The census will give a comprehensive picture of the social and living conditions of our people in 2016. Only a census can provide such complete detail. The census is not, however, an end in itself! Rather the results are essential tools for effective policy, planning and decision making purposes.
Ireland has been conducting Censuses of Population since 1821. This enables us to track developments over a long period with considerable accuracy. The census is therefore a fundamental part of our national heritage and collective knowledge.
At national level current population statistics are essential for planning the provision of health care, education, employment, etc. Regional figures are critical for determining regional policy and for the operation of regional authorities. The greatest strength of the census is the provision of detailed population figures at local level. These help to identify likely demand for schools and health care facilities, areas of relatively high unemployment, the best location for new shops, etc. Article 16.2 of the Constitution (Bunreacht na hÉireann) lays down that the total membership of Dáil Éireann depends on the population as measured by the census (i.e. 1 TD per 20,000 to 30,000 persons). Constituency reviews normally take place once the definitive results of the census have been published.
The census is also the only means of accurately measuring the exact extent of migration. By comparing the results of successive censuses, and taking account of the number of births and deaths that have occurred over the same period, we get an accurate measure of net migration (the difference between inward and outward migration).

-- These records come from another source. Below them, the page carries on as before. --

//! Report parser: data-request responses into `SeriesTable`s.
//!
//! A response's root element carries `status` (embedded code, not the HTTP
//! status), an optional job `id` and an optional `statusMsg`. Completed
//! reports hold `ColumnHeadings`, `RowDates` and a flat `Values` list
//! ordered row-major (`rows × columns`).

use chrono::NaiveDateTime;

use crate::error::{LimError, Result};
use crate::table::{parse_timestamp, unique_column_names, SeriesTable};
use crate::xml::{parse_document, Element};

pub const STATUS_COMPLETE: i64 = 100;
pub const STATUS_NO_DATA: i64 = 130;
pub const STATUS_PENDING: i64 = 200;

/// Embedded request status.
#[derive(Debug, Clone, Copy, PartialEq, Eq)]
pub enum RequestStatus {
    Complete,
    NoData,
    Pending,
    Other(i64),
}

impl RequestStatus {
    pub fn from_code(code: i64) -> Self {
        match code {
            STATUS_COMPLETE => Self::Complete,
            STATUS_NO_DATA => Self::NoData,
            STATUS_PENDING => Self::Pending,
            other => Self::Other(other),
        }
    }
}

/// Raw report content in document order.
#[derive(Debug, Clone, Default, PartialEq)]
pub struct Report {
    pub columns: Vec<String>,
    pub dates: Vec<String>,
    pub values: Vec<f64>,
}

#[derive(Debug, Clone, PartialEq)]
pub struct DataResponse {
    pub code: i64,
    pub status: RequestStatus,
    pub job_id: Option<u64>,
    pub message: Option<String>,
    pub report: Report,
}

/// Parse the body of a 200 response from the data-request endpoint.
pub fn parse_response(body: &str) -> Result<DataResponse> {
    let root = parse_document(body)?;

    let code = root
        .attr("status")
        .ok_or_else(|| LimError::Parse(format!("<{}> has no status attribute", root.name)))?;
    let code: i64 = code
        .trim()
        .parse()
        .map_err(|_| LimError::Parse(format!("status '{code}' is not an integer")))?;

    let job_id = root
        .attr("id")
        .map(|id| {
            id.trim()
                .parse::<u64>()
                .map_err(|_| LimError::Parse(format!("job id '{id}' is not an integer")))
        })
        .transpose()?;

    Ok(DataResponse {
        code,
        status: RequestStatus::from_code(code),
        job_id,
        message: root.attr("statusMsg").map(String::from),
        report: extract_report(&root)?,
    })
}

fn extract_report(root: &Element) -> Result<Report> {
    let texts = |tag: &str| -> Vec<String> {
        root.descendants(tag)
            .into_iter()
            .map(|e| e.text.trim().to_string())
            .collect()
    };

    let values = texts("Values")
        .into_iter()
        .map(|v| {
            v.parse::<f64>()
                .map_err(|_| LimError::Parse(format!("value '{v}' is not a number")))
        })
        .collect::<Result<Vec<_>>>()?;

    Ok(Report {
        columns: texts("ColumnHeadings"),
        dates: texts("RowDates"),
        values,
    })
}

/// Group a flat value list into rows of `width` cells, in encounter order.
fn chunk_values(values: &[f64], width: usize) -> Vec<Vec<Option<f64>>> {
    values
        .chunks(width)
        .map(|row| row.iter().map(|v| (!v.is_nan()).then_some(*v)).collect())
        .collect()
}

/// Parse a server row stamp.
///
/// Accepts `YYYY-MM-DD`, ISO date-times (with or without offset, wall-clock
/// time kept), `YYYY-MM-DD HH:MM:SS`, `MM/DD/YYYY` and `YYYY/MM/DD`.
/// Bare dates land at midnight.
pub fn parse_row_time(text: &str) -> Result<NaiveDateTime> {
    parse_timestamp(text)
        .ok_or_else(|| LimError::Parse(format!("unrecognized row date '{}'", text.trim())))
}

/// Reshape a report into a table indexed by its row stamps.
///
/// Repeated column headings are suffixed (`X`, `X.1`, ...).
pub fn build_table(report: &Report) -> Result<SeriesTable> {
    let width = report.columns.len();

    let rows = if width == 0 {
        if !report.values.is_empty() {
            return Err(LimError::Parse(format!(
                "{} values but no column headings",
                report.values.len()
            )));
        }
        vec![Vec::new(); report.dates.len()]
    } else {
        if report.values.len() % width != 0 {
            return Err(LimError::Parse(format!(
                "{} values do not fill {width} columns",
                report.values.len()
            )));
        }
        chunk_values(&report.values, width)
    };

    if rows.len() != report.dates.len() {
        return Err(LimError::Parse(format!(
            "{} rows of values for {} row dates",
            rows.len(),
            report.dates.len()
        )));
    }

    let index = report
        .dates
        .iter()
        .map(|d| parse_row_time(d))
        .collect::<Result<Vec<_>>>()?;

    SeriesTable::new(unique_column_names(report.columns.clone()), index, rows)
}
fn check_column_names(columns: &[String]) -> Result<()> {
    let mut seen = HashSet::with_capacity(columns.len());
    for name in columns {
        if name == FRAME_INDEX_COLUMN {
            return Err(LimError::Parse(format!(
                "column name '{name}' is reserved for the row index"
            )));
        }
        if !seen.insert(name.as_str()) {
            return Err(LimError::Parse(format!("duplicate column name '{name}'")));
        }
    }
    Ok(())
}

/// Make names unique: a repeat of `X` becomes `X.1`, `X.2`, ... in order of
/// appearance, skipping any suffix already taken. The reserved index name is
/// suffixed as well.
pub fn unique_column_names(columns: Vec<String>) -> Vec<String> {
    let mut taken: HashSet<String> = HashSet::with_capacity(columns.len() + 1);
    taken.insert(FRAME_INDEX_COLUMN.to_string());
    let originals: HashSet<String> = columns.iter().cloned().collect();
    let mut out = Vec::with_capacity(columns.len());
    for name in columns {
        if taken.insert(name.clone()) {
            out.push(name);
            continue;
        }
        let mut n = 1;
        let renamed = loop {
            let candidate = format!("{name}.{n}");
            if !originals.contains(&candidate) && taken.insert(candidate.clone()) {
                break candidate;
            }
            n += 1;
        };
        out.push(renamed);
    }
    out
}

pub(crate) fn month_start(date: NaiveDate) -> NaiveDate {
    date.with_day(1).unwrap_or(date)
}

fn next_month(month: NaiveDate) -> NaiveDate {
    let (year, m) = if month.month() == 12 {
        (month.year() + 1, 1)
    } else {
        (month.year(), month.month() + 1)
    };
    NaiveDate::from_ymd_opt(year, m, 1).unwrap_or(month)
}

#[cfg(test)]
mod tests {
    use super::*;

    fn d(y: i32, m: u32, day: u32) -> NaiveDate {
        NaiveDate::from_ymd_opt(y, m, day).unwrap()
    }

    fn at(y: i32, m: u32, day: u32, h: u32, min: u32) -> NaiveDateTime {
        d(y, m, day).and_hms_opt(h, min, 0).unwrap()
    }

    fn intraday() -> SeriesTable {
        SeriesTable::new(
            vec!["FB".into()],
            vec![at(2024, 1, 2, 10, 0), at(2024, 1, 2, 11, 30), at(2024, 1, 3, 9, 0)],
            vec![vec![Some(1.0)], vec![Some(2.0)], vec![Some(3.0)]],
        )
        .unwrap()
    }

    fn sample() -> SeriesTable {
        SeriesTable::from_dates(
            vec!["FB".into(), "FP".into()],
            vec![d(2024, 1, 2), d(2024, 1, 3)],
            vec![vec![Some(1.0), Some(2.0)], vec![Some(3.0), None]],
        )
        .unwrap()
    }

    #[test]
    fn new_rejects_ragged_rows() {
        let err = SeriesTable::from_dates(
            vec!["A".into()],
            vec![d(2024, 1, 2)],
            vec![vec![Some(1.0), Some(2.0)]],
        )
        .unwrap_err();
        assert!(matches!(err, LimError::Parse(_)));
    }

    #[test]
    fn get_and_column_lookup() {
        let t = sample();
        assert_eq!(t.get(d(2024, 1, 3), "FB"), Some(3.0));
        assert_eq!(t.get(d(2024, 1, 3), "FP"), None);
        assert_eq!(t.get(d(2024, 1, 3), "XX"), None);
        assert_eq!(t.column("FP"), Some(vec![Some(2.0), None]));
        assert_eq!(t.last_date(), Some(d(2024, 1, 3)));
    }

    #[test]
    fn renamed_touches_only_mapped_columns() {
        let t = sample().renamed(&[("FB".into(), "Brent".into())]);
        assert_eq!(t.columns(), &["Brent".to_string(), "FP".to_string()]);
        assert_eq!(t.get(d(2024, 1, 2), "Brent"), Some(1.0));
    }

    #[test]
    fn merge_prefers_fresh_rows_and_sorts() {
        let cached = sample();
        let fresh = SeriesTable::from_dates(
            vec!["FP".into(), "FB".into()],
            vec![d(2024, 1, 4), d(2024, 1, 3)],
            vec![vec![Some(9.0), Some(8.0)], vec![Some(4.0), Some(3.0)]],
        )
        .unwrap();

        let merged = cached.merge(fresh);
        assert_eq!(merged.columns(), &["FB".to_string(), "FP".to_string()]);
        assert_eq!(merged.dates(), &[d(2024, 1, 2), d(2024, 1, 3), d(2024, 1, 4)]);
        assert_eq!(merged.get(d(2024, 1, 3), "FP"), Some(4.0));
        assert_eq!(merged.get(d(2024, 1, 4), "FB"), Some(8.0));
    }

    #[test]
    fn merge_adds_new_columns() {
        let fresh = SeriesTable::from_dates(
            vec!["ZZ".into()],
            vec![d(2024, 1, 5)],
            vec![vec![Some(5.0)]],
        )
        .unwrap();
        let merged = sample().merge(fresh);
        assert_eq!(merged.width(), 3);
        assert_eq!(merged.get(d(2024, 1, 5), "FB"), None);
        assert_eq!(merged.get(d(2024, 1, 5), "ZZ"), Some(5.0));
    }

    #[test]
    fn resample_fills_missing_months() {
        let t = SeriesTable::from_dates(
            vec!["X".into()],
            vec![d(2024, 1, 10), d(2024, 1, 20), d(2024, 3, 5)],
            vec![vec![Some(1.0)], vec![Some(3.0)], vec![Some(7.0)]],
        )
        .unwrap();
        let m = t.resample_month_start();
        assert_eq!(m.dates(), &[d(2024, 1, 1), d(2024, 2, 1), d(2024, 3, 1)]);
        assert_eq!(m.column("X"), Some(vec![Some(2.0), None, Some(7.0)]));
    }

    #[test]
    fn since_drops_earlier_rows() {
        let t = sample().since(d(2024, 1, 3));
        assert_eq!(t.dates(), &[d(2024, 1, 3)]);
        assert_eq!(t.height(), 1);
    }

    #[test]
    fn chunks_split_rows() {
        let dates: Vec<NaiveDate> = (0..5).map(|i| d(2024, 1, 1) + chrono::Duration::days(i)).collect();
        let rows = (0..5).map(|i| vec![Some(i as f64)]).collect();
        let t = SeriesTable::from_dates(vec!["A".into()], dates, rows).unwrap();
        let sizes: Vec<usize> = t.chunks(2).iter().map(|c| c.height()).collect();
        assert_eq!(sizes, vec![2, 2, 1]);
    }

    #[test]
    fn dataframe_roundtrip_keeps_absent_cells() {
        let t = sample();
        let df = t.to_dataframe().unwrap();
        assert_eq!(df.height(), 2);
        let back = SeriesTable::from_dataframe(&df).unwrap();
        assert_eq!(back, t);
    }

    #[test]
    fn csv_roundtrip() {
        let t = sample();
        let mut buf = Vec::new();
        t.write_csv(&mut buf).unwrap();
        let text = String::from_utf8(buf.clone()).unwrap();
        assert!(text.starts_with("date,FB,FP\n2024-01-02,1,2\n"));
        let back = SeriesTable::read_csv(buf.as_slice()).unwrap();
        assert_eq!(back, t);
    }

    #[test]
    fn new_rejects_duplicate_and_reserved_columns() {
        let dup = SeriesTable::from_dates(
            vec!["FB".into(), "FB".into()],
            vec![d(2024, 1, 2)],
            vec![vec![Some(1.0), Some(2.0)]],
        )
        .unwrap_err();
        assert!(matches!(dup, LimError::Parse(ref m) if m.contains("duplicate column name 'FB'")));

        let reserved = SeriesTable::from_dates(
            vec![FRAME_INDEX_COLUMN.into()],
            vec![d(2024, 1, 2)],
            vec![vec![Some(1.0)]],
        )
        .unwrap_err();
        assert!(matches!(reserved, LimError::Parse(ref m) if m.contains("reserved")));
    }

    #[test]
    fn column_named_date_survives_dataframe_roundtrip() {
        let t = SeriesTable::from_dates(
            vec![INDEX_COLUMN.into(), "FB".into()],
            vec![d(2024, 1, 2)],
            vec![vec![Some(1.0), Some(2.0)]],
        )
        .unwrap();
        let back = SeriesTable::from_dataframe(&t.to_dataframe().unwrap()).unwrap();
        assert_eq!(back, t);
    }

    #[test]
    fn unique_names_suffix_repeats() {
        let names = unique_column_names(vec![
            "A".into(),
            "A".into(),
            "A.1".into(),
            "A".into(),
            FRAME_INDEX_COLUMN.into(),
        ]);
        assert_eq!(
            names,
            vec![
                "A".to_string(),
                "A.2".to_string(),
                "A.1".to_string(),
                "A.3".to_string(),
                format!("{FRAME_INDEX_COLUMN}.1"),
            ]
        );
    }

    #[test]
    fn colliding_rename_is_suffixed() {
        let t = sample().renamed(&[("FP".into(), "FB".into())]);
        assert_eq!(t.columns(), &["FB".to_string(), "FB.1".to_string()]);
        assert!(t.to_dataframe().is_ok());
    }

    #[test]
    fn csv_with_repeated_headings_reads() {
        let t = SeriesTable::read_csv("date,FB,FB\n2024-01-02,1,2\n".as_bytes()).unwrap();
        assert_eq!(t.columns(), &["FB".to_string(), "FB.1".to_string()]);
    }

    #[test]
    fn intraday_rows_keep_their_time() {
        let t = intraday();
        assert_eq!(t.height(), 3);
        assert_eq!(t.get(at(2024, 1, 2, 11, 30), "FB"), Some(2.0));
        assert_eq!(t.get(d(2024, 1, 2), "FB"), None);
        assert_eq!(t.last_timestamp(), Some(at(2024, 1, 3, 9, 0)));
        assert_eq!(t.last_date(), Some(d(2024, 1, 3)));
        assert_eq!(t.dates(), &[d(2024, 1, 2), d(2024, 1, 2), d(2024, 1, 3)]);
    }

    #[test]
    fn merge_keys_on_time_of_day() {
        let fresh = SeriesTable::new(
            vec!["FB".into()],
            vec![at(2024, 1, 2, 11, 30), at(2024, 1, 2, 12, 0)],
            vec![vec![Some(20.0)], vec![Some(25.0)]],
        )
        .unwrap();
        let merged = intraday().merge(fresh);
        assert_eq!(merged.height(), 4);
        assert_eq!(merged.get(at(2024, 1, 2, 10, 0), "FB"), Some(1.0));
        assert_eq!(merged.get(at(2024, 1, 2, 11, 30), "FB"), Some(20.0));
        assert_eq!(merged.get(at(2024, 1, 2, 12, 0), "FB"), Some(25.0));
        assert_eq!(merged.index()[3], at(2024, 1, 3, 9, 0));
    }

    #[test]
    fn since_compares_timestamps() {
        assert_eq!(intraday().since(at(2024, 1, 2, 11, 0)).height(), 2);
        assert_eq!(intraday().since(d(2024, 1, 2)).height(), 3);
    }

    #[test]
    fn resample_buckets_intraday_rows() {
        let m = intraday().resample_month_start();
        assert_eq!(m.index(), &[at(2024, 1, 1, 0, 0)]);
        assert_eq!(m.column("FB"), Some(vec![Some(2.0)]));
    }

    #[test]
    fn intraday_dataframe_and_csv_roundtrip() {
        let t = intraday();
        let back = SeriesTable::from_dataframe(&t.to_dataframe().unwrap()).unwrap();
        assert_eq!(back, t);

        let mut buf = Vec::new();
        t.write_csv(&mut buf).unwrap();
        let text = String::from_utf8(buf.clone()).unwrap();
        assert!(text.contains("2024-01-02 11:30:00,2\n"));
        assert_eq!(SeriesTable::read_csv(buf.as_slice()).unwrap(), t);
    }

    #[test]
    fn non_datetime_index_is_rejected() {
        let df = DataFrame::new(vec![Column::new(FRAME_INDEX_COLUMN.into(), vec![1i64, 2])]).unwrap();
        assert!(matches!(SeriesTable::from_dataframe(&df), Err(LimError::Cache(_))));
    }
}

Yes. Everybody present in the country on Census Night must be included. This is the law.
But if you think about it, it is in everyone’s interest to be included in the Census. Being included means being included in Irish society and making sure that you are taken account of in the decisions that will be made about our future. If you are not included, you are invisible and the knowledge we will have about who we are will be wrong. And this will lead to wrong decisions for the future.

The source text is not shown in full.